Tokio (JAPANMARKT) – Die drei großen Finanzgruppen haben im ersten Geschäftsquartal schon mehr als ein Viertel ihrer erwarteten Jahresgewinne eingefahren. Aber sie lassen weiter Vorsicht walten.

Innerhalb der Prognose

Branchenführer Mitsubishi UFJ Financial Group (MUFG) steigerte sich im Vierteljahr zwischen April und Juni unterm Strich um 24 Prozent zum Vorjahr auf 391 Milliarden Yen (3,3 Milliarden Euro). Das waren rund 43 Prozent des prognostizierten Jahresertrags von 900 Milliarden Yen.

Der Sprung basierte in erster Linie auf dem Verkaufsgewinn von 85,2 Milliarden Yen aus ausländischen Anleihen, deren Kurse zuletzt deutlich gestiegen waren. Dagegen konnte die Finanzgruppe die erwartete Abschreibung auf ihre indonesische Beteiligung vermeiden, weil der Aktienkurs der PT Bank Danamon Indonesien rechtzeitig drehte.
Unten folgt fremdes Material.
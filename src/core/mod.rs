//! Core types for nxsds
//!
//! - [`error`] - typed library errors and the CLI-facing [`ErrorContext`]

pub mod error;

pub use error::{BackendError, ErrorContext, ResolverError, user_friendly_error};
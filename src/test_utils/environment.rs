//! Temporary backend directories for tests

use anyhow::{Context, Result};
use serde_json::Value;
use std::fs;
use std::path::{Path, PathBuf};
use tempfile::TempDir;

use super::fixtures::{ComponentFixture, DataSourceFixture};
use crate::backend::DirectoryBackend;

/// A backend directory inside a temporary directory.
///
/// The layout is `<temp>/backend/{components,datasources}`; the temporary
/// root also has room for config files. Everything is removed on drop.
pub struct BackendEnvironment {
    temp_dir: TempDir,
    backend_root: PathBuf,
}

impl BackendEnvironment {
    /// Create an empty backend directory
    pub fn new() -> Result<Self> {
        let temp_dir = TempDir::new().context("Failed to create temp directory")?;
        let backend_root = temp_dir.path().join("backend");
        fs::create_dir_all(backend_root.join("components"))?;
        fs::create_dir_all(backend_root.join("datasources"))?;
        Ok(Self {
            temp_dir,
            backend_root,
        })
    }

    /// Slit, mca and pilatus components plus the `gap` datasource
    pub fn with_beamline() -> Result<Self> {
        let env = Self::new()?;
        env.add_component(&ComponentFixture::beamline())?;
        env.add_component(&ComponentFixture::slit())?;
        env.add_component(&ComponentFixture::mca())?;
        env.add_component(&ComponentFixture::pilatus())?;
        env.add_data_source(&DataSourceFixture::tango("gap", "haso.desy.de", "p09/slit/exp.01", "Gap"))?;
        Ok(env)
    }

    pub fn add_component(&self, fixture: &ComponentFixture) -> Result<PathBuf> {
        fixture.write_to(&self.backend_root)
    }

    pub fn add_data_source(&self, fixture: &DataSourceFixture) -> Result<PathBuf> {
        fixture.write_to(&self.backend_root)
    }

    /// Write `variables.json`
    pub fn set_variables(&self, variables: &Value) -> Result<PathBuf> {
        let path = self.backend_root.join("variables.json");
        fs::write(&path, serde_json::to_string_pretty(variables)?)?;
        Ok(path)
    }

    /// Write a config file next to the backend directory
    pub fn write_config(&self, content: &str) -> Result<PathBuf> {
        let path = self.temp_dir.path().join("nxsds.toml");
        fs::write(&path, content).with_context(|| format!("Failed to write {}", path.display()))?;
        Ok(path)
    }

    /// Open the directory backend
    pub fn backend(&self) -> Result<DirectoryBackend> {
        Ok(DirectoryBackend::open(&self.backend_root)?)
    }

    pub fn backend_root(&self) -> &Path {
        &self.backend_root
    }

    pub fn path(&self) -> &Path {
        self.temp_dir.path()
    }
}
//! Shape resolution from a `<dimensions>` subtree.
//!
//! ```xml
//! <dimensions rank="2">
//!   <dim index="1" value="34"/>
//!   <dim index="2"><datasource name="roi_size" type="CLIENT"/></dim>
//! </dimensions>
//! ```
//!
//! The shape has exactly `rank` slots. Each `dim` fills slot `index - 1`:
//!
//! 1. a `value` attribute becomes [`ShapeDim::Literal`] when it parses as an
//!    integer, [`ShapeDim::Text`] otherwise
//! 2. a nested `datasource` becomes [`ShapeDim::Reference`] to its name; the
//!    referenced datasource is never resolved here
//! 3. otherwise the trimmed text: integer, non-empty text, or nothing
//!
//! Slots never supplied stay [`ShapeDim::Unknown`]. Indices outside
//! `1..=rank` are dropped. A missing or unparsable `rank`, or one above
//! [`MAX_RANK`], yields an empty shape.

use roxmltree::Node;
use tracing::trace;

use super::node::{DATASOURCE_TAG, DIM_TAG, DIMENSIONS_TAG, attribute, child_elements, first_child, text_content};
use crate::constants::{MAX_RANK, UNNAMED_REFERENCE};
use crate::models::ShapeDim;

/// Shape of the node owning an optional direct `dimensions` child.
///
/// A node without `dimensions` is a scalar: the shape is empty.
pub fn node_shape(node: Node<'_, '_>) -> Vec<ShapeDim> {
    first_child(node, DIMENSIONS_TAG).map(resolve_shape).unwrap_or_default()
}

/// Shape described by a `dimensions` element.
pub fn resolve_shape(dimensions: Node<'_, '_>) -> Vec<ShapeDim> {
    let Some(rank) = attribute(dimensions, "rank").and_then(|rank| rank.parse::<usize>().ok()) else {
        trace!("dimensions without a usable rank: {:?}", dimensions.attribute("rank"));
        return Vec::new();
    };
    if rank > MAX_RANK {
        trace!("dimensions rank {} above limit {}", rank, MAX_RANK);
        return Vec::new();
    }

    let mut shape = vec![ShapeDim::Unknown; rank];

    for dim in child_elements(dimensions, DIM_TAG) {
        let Some(index) = attribute(dim, "index").and_then(|index| index.parse::<usize>().ok()) else {
            continue;
        };
        let Some(slot) = index.checked_sub(1).and_then(|position| shape.get_mut(position)) else {
            trace!("dim index {} outside rank {}", index, rank);
            continue;
        };
        *slot = dim_value(dim);
    }

    shape
}

fn dim_value(dim: Node<'_, '_>) -> ShapeDim {
    if let Some(value) = dim.attribute("value") {
        return match value.trim().parse::<i64>() {
            Ok(n) => ShapeDim::Literal(n),
            Err(_) => ShapeDim::Text(value.to_string()),
        };
    }

    if let Some(datasource) = dim.descendants().find(|n| n.is_element() && n.has_tag_name(DATASOURCE_TAG)) {
        let name = attribute(datasource, "name").unwrap_or(UNNAMED_REFERENCE);
        return ShapeDim::Reference(name.to_string());
    }

    let text = text_content(dim);
    let text = text.trim();
    match text.parse::<i64>() {
        Ok(n) => ShapeDim::Literal(n),
        Err(_) if !text.is_empty() => ShapeDim::Text(text.to_string()),
        Err(_) => ShapeDim::Unknown,
    }
}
Sumitomo Mitsui Financial Group (SMFG) verdiente mit 216 Milliarden Yen (1,8 Milliarden Euro) zwar 5 Prozent weniger als im Vorjahr, aber sammelte damit 31 Prozent des vorhergesagten Gesamtgewinns von 700 Milliarden Yen ein. Auch Mizuho Financial Group reichte der Quartalsgewinn von 162,4 Milliarden Yen (1,4 Milliarden Euro), um knapp 35 Prozent der Prognose von 470 Milliarden Yen einzufahren.

Zurückhaltung beim Ausblick

Alle drei Finanzgruppen verzichteten jedoch darauf, ihren Ausblick anzuheben. Denn ihre Gewinnaussichten bleiben grundsätzlich trübe. Sie müssen befürchten, dass die Bank of Japan im Wettlauf mit anderen Notenbanken die Geldpolitik möglicherweise noch im Herbst erneut lockert und dabei den Negativzins verschärft.

Dessen Einführung Anfang 2016 hat die Margen im Kerngeschäft mit Krediten in Japan verringert. Bei der SMFG-Geschäftsbank SMBC zum Beispiel schrumpfte das Nettozinseinkommen im abgelaufenen Quartal um 14 Prozent auf 202,3 Milliarden Yen, während der Abstand zwischen Einlagen- und Kreditzins von 0,95 Prozent auf 0,92 Prozent abschmolz.

Mehr Auslandskredite

Als Gegenmittel fuhren diese „Megabanken“ ihre Portfolios an Auslandskrediten hoch. Aber die Grenzen des Möglichen scheinen inzwischen erreicht, weil die Margen unter den hohen Absicherungskosten der meist in Dollar notierten Kredite leiden. Daher stagniert das Verhältnis zwischen den Kreditvolumen in Japan und im Ausland.

Zuletzt besserten die Gruppen ihre Bilanz durch den Verkauf von Aktien ihrer Geschäftskunden auf, die sie als Zeichen ihrer Verbundenheit hielten. Wegen des schwachen Abschneidens japanischer Aktien hielten sich diese Gewinne im Berichtszeitraum jedoch in Grenzen. Bei MUFG betrugen sie 23,9 Milliarden Yen, bei SMFG 30,9 Milliarden Yen und bei Mizuho 28,2 Milliarden Yen.